About 90,000 people have been displaced in clashes between militant Islamists and the security forces in Nigeria's Damaturu city, an official has said.
The Boko Haram group and troops were involved in heavy gun battles in the north-eastern city last week.
The militants also planted bombs in Damaturu and outside a church near the capital, Abuja, on Christmas Day.
Meanwhile, an explosive device was thrown into an Arabic school in the south of the country on Tuesday night.
At least seven children were wounded in the attack in Sapele town, police say.
The BBC Fidelis Mbah in the main city, Lagos, says it is not clear who was behind the explosion in Sapele, an oil-producing town in the Niger Delta.
On 10 December, a similar explosion happened at a mosque in the town, but it has raised fears about retaliatory attacks because of the Christmas Day violence, he says.
It is highly unusual for explosions to happen in residential areas in the Delta, a region plagued by conflict between the government and militants demanding a greater share of the region's oil wealth.
Some residents have blamed the attack on a dispute between rival Muslim groups, our reporter says.
On Tuesday, Nigeria's main Muslim cleric, the Sultan of Sokoto, denounced the Christmas day attacks and called for calm.
Nigeria - Africa's most populous country - is divided by rivalry between the predominantly Muslim north and the mainly Christian south, which also have cultural, ethnic and linguistic differences.
These divisions have sometimes erupted into violence, and many thousands of people have lost their lives.
'Fear camps'Ibrahim Farinloye, north-east co-ordinator for Nigeria's National Emergency Management Agency (Nema), said an entire district in Damaturu - known as Pompomari - has been emptied because of the fighting last Thursday and Friday.
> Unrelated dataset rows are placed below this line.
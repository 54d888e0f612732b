//! VirtualFileSystem trait definition

use crate::error::VfsResult;
use std::path::Path;
use std::time::SystemTime;

/// Virtual File System trait
///
/// Provides a unified interface for file operations, decoupling module
/// discovery from a specific file system implementation.
///
/// # Implementations
/// - `MemoryFileSystem`: In-memory file system
/// - `NativeFileSystem`: Native OS file system
pub trait VirtualFileSystem: Send + Sync {
    /// Read file contents
    ///
    /// # Returns
    /// File contents as bytes, `VfsError::NotFound` if the file is absent
    fn read_file(&self, path: &Path) -> VfsResult<Vec<u8>>;

    /// Write file contents
    ///
    /// Creates the file if it doesn't exist, truncates it if it does.
    fn write_file(&self, path: &Path, content: &[u8]) -> VfsResult<()>;

    /// List the entry names (files and sub-directories) directly inside `path`.
    ///
    /// Names are returned sorted so that callers iterate deterministically.
    fn read_dir(&self, path: &Path) -> VfsResult<Vec<String>>;

    /// Last modification time of a file
    fn modified(&self, path: &Path) -> VfsResult<SystemTime>;

    /// Check if path exists
    fn exists(&self, path: &Path) -> bool;

    /// Check if path exists and is a file
    fn is_file(&self, path: &Path) -> bool;

    /// Check if path exists and is a directory
    fn is_dir(&self, path: &Path) -> bool;
}

impl<T: VirtualFileSystem + ?Sized> VirtualFileSystem for Box<T> {
    fn read_file(&self, path: &Path) -> VfsResult<Vec<u8>> {
        (**self).read_file(path)
    }

    fn write_file(&self, path: &Path, content: &[u8]) -> VfsResult<()> {
        (**self).write_file(path, content)
    }

    fn read_dir(&self, path: &Path) -> VfsResult<Vec<String>> {
        (**self).read_dir(path)
    }

    fn modified(&self, path: &Path) -> VfsResult<SystemTime> {
        (**self).modified(path)
    }

    fn exists(&self, path: &Path) -> bool {
        (**self).exists(path)
    }

    fn is_file(&self, path: &Path) -> bool {
        (**self).is_file(path)
    }

    fn is_dir(&self, path: &Path) -> bool {
        (**self).is_dir(path)
    }
}
//! 字面量词法扫描器
//!
//! 将 JS 风格的字面量文本切分为 token：括号、冒号、逗号、字符串、数字、裸词。
//! 空白与 `//`、`/* */` 注释被跳过。

use super::error::{LiteralError, LiteralErrorKind};

/// Token 类型
#[derive(Debug, Clone, PartialEq)]
pub enum TokenKind {
    LBrace,
    RBrace,
    LBracket,
    RBracket,
    Colon,
    Comma,
    /// 已处理转义的字符串内容
    Str(String),
    Number(serde_json::Number),
    /// 未加引号的标识符（对象键、`true`/`false`/`null` 等）
    Word(String),
    Eof,
}

impl TokenKind {
    /// 用于错误信息的简短描述
    pub fn describe(&self) -> String {
        match self {
            TokenKind::LBrace => "'{'".to_string(),
            TokenKind::RBrace => "'}'".to_string(),
            TokenKind::LBracket => "'['".to_string(),
            TokenKind::RBracket => "']'".to_string(),
            TokenKind::Colon => "':'".to_string(),
            TokenKind::Comma => "','".to_string(),
            TokenKind::Str(s) => format!("string {:?}", s),
            TokenKind::Number(n) => format!("number {}", n),
            TokenKind::Word(w) => format!("'{}'", w),
            TokenKind::Eof => "end of input".to_string(),
        }
    }
}

/// Token 结构
#[derive(Debug, Clone, PartialEq)]
pub struct Token {
    pub kind: TokenKind,
    /// token 起始字节偏移
    pub offset: usize,
}

pub fn is_identifier_start(c: char) -> bool {
    c.is_ascii_alphabetic() || c == '_' || c == '$'
}

pub fn is_identifier_continue(c: char) -> bool {
    c.is_ascii_alphanumeric() || c == '_' || c == '$'
}

/// 字面量扫描器
pub struct Scanner<'a> {
    source: &'a str,
    pos: usize,
}

impl<'a> Scanner<'a> {
    pub fn new(source: &'a str) -> Self {
        Self { source, pos: 0 }
    }

    /// 当前字节偏移（已消费的字节数）
    pub fn offset(&self) -> usize {
        self.pos
    }

    fn peek(&self) -> Option<char> {
        self.source[self.pos..].chars().next()
    }

    fn peek_at(&self, n: usize) -> Option<char> {
        self.source[self.pos..].chars().nth(n)
    }

    fn advance(&mut self) -> Option<char> {
        let c = self.peek()?;
        self.pos += c.len_utf8();
        Some(c)
    }

    fn skip_trivia(&mut self) -> Result<(), LiteralError> {
        loop {
            match (self.peek(), self.peek_at(1)) {
                (Some(c), _) if c.is_whitespace() => {
                    self.advance();
                }
                (Some('/'), Some('/')) => {
                    while let Some(c) = self.advance() {
                        if c == '\n' {
                            break;
                        }
                    }
                }
                (Some('/'), Some('*')) => {
                    let start = self.pos;
                    self.pos += 2;
                    match self.source[self.pos..].find("*/") {
                        Some(end) => self.pos += end + 2,
                        None => {
                            return Err(LiteralError::at(LiteralErrorKind::UnexpectedEnd, start))
                        }
                    }
                }
                _ => return Ok(()),
            }
        }
    }

    /// 扫描下一个 token
    pub fn next_token(&mut self) -> Result<Token, LiteralError> {
        self.skip_trivia()?;
        let offset = self.pos;
        let Some(c) = self.peek() else {
            return Ok(Token {
                kind: TokenKind::Eof,
                offset,
            });
        };

        let kind = match c {
            '{' => self.single(TokenKind::LBrace),
            '}' => self.single(TokenKind::RBrace),
            '[' => self.single(TokenKind::LBracket),
            ']' => self.single(TokenKind::RBracket),
            ':' => self.single(TokenKind::Colon),
            ',' => self.single(TokenKind::Comma),
            '"' | '\'' => TokenKind::Str(self.scan_string(c)?),
            '-' | '+' | '.' | '0'..='9' => TokenKind::Number(self.scan_number()?),
            c if is_identifier_start(c) => {
                let start = self.pos;
                while self.peek().is_some_and(is_identifier_continue) {
                    self.advance();
                }
                TokenKind::Word(self.source[start..self.pos].to_string())
            }
            other => return Err(LiteralError::at(LiteralErrorKind::UnexpectedChar(other), offset)),
        };

        Ok(Token { kind, offset })
    }

    fn single(&mut self, kind: TokenKind) -> TokenKind {
        self.advance();
        kind
    }

    /// 扫描引号字符串
    ///
    /// 两种引号都识别标准转义；单引号字符串中未知转义保留反斜杠原样，
    /// 双引号字符串中未知转义只保留被转义的字符。
    fn scan_string(&mut self, quote: char) -> Result<String, LiteralError> {
        let start = self.pos;
        self.advance();
        let mut out = String::new();

        loop {
            let Some(c) = self.advance() else {
                return Err(LiteralError::at(LiteralErrorKind::UnterminatedString, start));
            };
            match c {
                '\n' | '\r' => {
                    return Err(LiteralError::at(LiteralErrorKind::UnterminatedString, start))
                }
                c if c == quote => return Ok(out),
                '\\' => {
                    let escape_at = self.pos - 1;
                    let Some(e) = self.advance() else {
                        return Err(LiteralError::at(LiteralErrorKind::UnterminatedString, start));
                    };
                    match e {
                        '"' | '\'' | '\\' | '/' => out.push(e),
                        'b' => out.push('\u{8}'),
                        'f' => out.push('\u{c}'),
                        'n' => out.push('\n'),
                        'r' => out.push('\r'),
                        't' => out.push('\t'),
                        'u' => out.push(self.scan_unicode_escape(escape_at)?),
                        '\n' => {}
                        other if quote == '\'' => {
                            out.push('\\');
                            out.push(other);
                        }
                        other => out.push(other),
                    }
                }
                c => out.push(c),
            }
        }
    }

    fn scan_hex4(&mut self, escape_at: usize) -> Result<u32, LiteralError> {
        let end = self.pos + 4;
        let digits = self
            .source
            .get(self.pos..end)
            .filter(|d| d.chars().all(|c| c.is_ascii_hexdigit()))
            .ok_or_else(|| {
                let shown: String = self.source[escape_at..].chars().take(6).collect();
                LiteralError::at(LiteralErrorKind::InvalidEscape(shown), escape_at)
            })?;
        let value = u32::from_str_radix(digits, 16).map_err(|_| {
            LiteralError::at(LiteralErrorKind::InvalidEscape(digits.to_string()), escape_at)
        })?;
        self.pos = end;
        Ok(value)
    }

    fn scan_unicode_escape(&mut self, escape_at: usize) -> Result<char, LiteralError> {
        let high = self.scan_hex4(escape_at)?;
        let code = if (0xD800..0xDC00).contains(&high) && self.source[self.pos..].starts_with("\\u") {
            self.pos += 2;
            let low = self.scan_hex4(escape_at)?;
            if !(0xDC00..0xE000).contains(&low) {
                let shown = self.source[escape_at..self.pos].to_string();
                return Err(LiteralError::at(LiteralErrorKind::InvalidEscape(shown), escape_at));
            }
            0x10000 + ((high - 0xD800) << 10) + (low - 0xDC00)
        } else {
            high
        };
        char::from_u32(code).ok_or_else(|| {
            let shown = self.source[escape_at..self.pos].to_string();
            LiteralError::at(LiteralErrorKind::InvalidEscape(shown), escape_at)
        })
    }

    /// 扫描十进制数字（可带符号、小数与指数）
    fn scan_number(&mut self) -> Result<serde_json::Number, LiteralError> {
        let start = self.pos;
        if matches!(self.peek(), Some('-' | '+')) {
            self.advance();
        }
        let mut is_float = false;
        while self.peek().is_some_and(|c| c.is_ascii_digit()) {
            self.advance();
        }
        if self.peek() == Some('.') {
            is_float = true;
            self.advance();
            while self.peek().is_some_and(|c| c.is_ascii_digit()) {
                self.advance();
            }
        }
        if matches!(self.peek(), Some('e' | 'E')) {
            is_float = true;
            self.advance();
            if matches!(self.peek(), Some('-' | '+')) {
                self.advance();
            }
            while self.peek().is_some_and(|c| c.is_ascii_digit()) {
                self.advance();
            }
        }
        while self.peek().is_some_and(is_identifier_continue) {
            self.advance();
        }

        let text = &self.source[start..self.pos];
        let invalid = || LiteralError::at(LiteralErrorKind::InvalidNumber(text.to_string()), start);
        let unsigned = text.trim_start_matches('+');

        if !is_float {
            if let Ok(n) = unsigned.parse::<i64>() {
                return Ok(n.into());
            }
            if let Ok(n) = unsigned.parse::<u64>() {
                return Ok(n.into());
            }
        }
        unsigned
            .parse::<f64>()
            .ok()
            .filter(|n| n.is_finite())
            .and_then(serde_json::Number::from_f64)
            .ok_or_else(invalid)
    }
}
"When there is insecurity, everybody runs for their lives. That area [Pompomari] is deserted," he told the BBC.
Many people had also fled their homes in the Jerusalem district to take refuge with family and friends in other parts of Damaturu or other towns and villages in Yobe state, Mr Farinloye said.
They had refused to move into camps for displaced people because they feared they would be easy targets for attackers, he said.
Hospital officials had reported that 28 people - including 16 civilians - were killed in the shoot-out between Boko Haram and the security forces, Mr Farinloye said.
Several homes also caught fire or were hit by stray bullets, he said.
Other officials said four people were killed in Damaturu in Christmas Day bombings, while a blast outside a church near Abuja claimed another 35 lives.
Boko Haram said it was responsible for the blasts.
The Sultan on Sokoto met with President Goodluck Jonathan for 90 minutes on Tuesday, to discuss the latest Boko Haram violence.
"I want to assure all Nigerians that there is no conflict between Muslims and Christians, between Islam and Christianity," Muhammad Sa'ad Abubakar told journalists afterwards.
"It's a conflict between evil people and good people. The good people are more than the evil ones, so the good people must come together to defeat the evil ones, and that is the message."
Boko Haram, which means "Western education is forbidden", wants the imposition of strict Sharia law in Nigeria.
The group carried out an August 2011 suicide attack on the UN headquarters in Abuja, in which more than 20 people were killed.
It was also responsible for a string of bomb blasts in Jos on Christmas Eve 2010.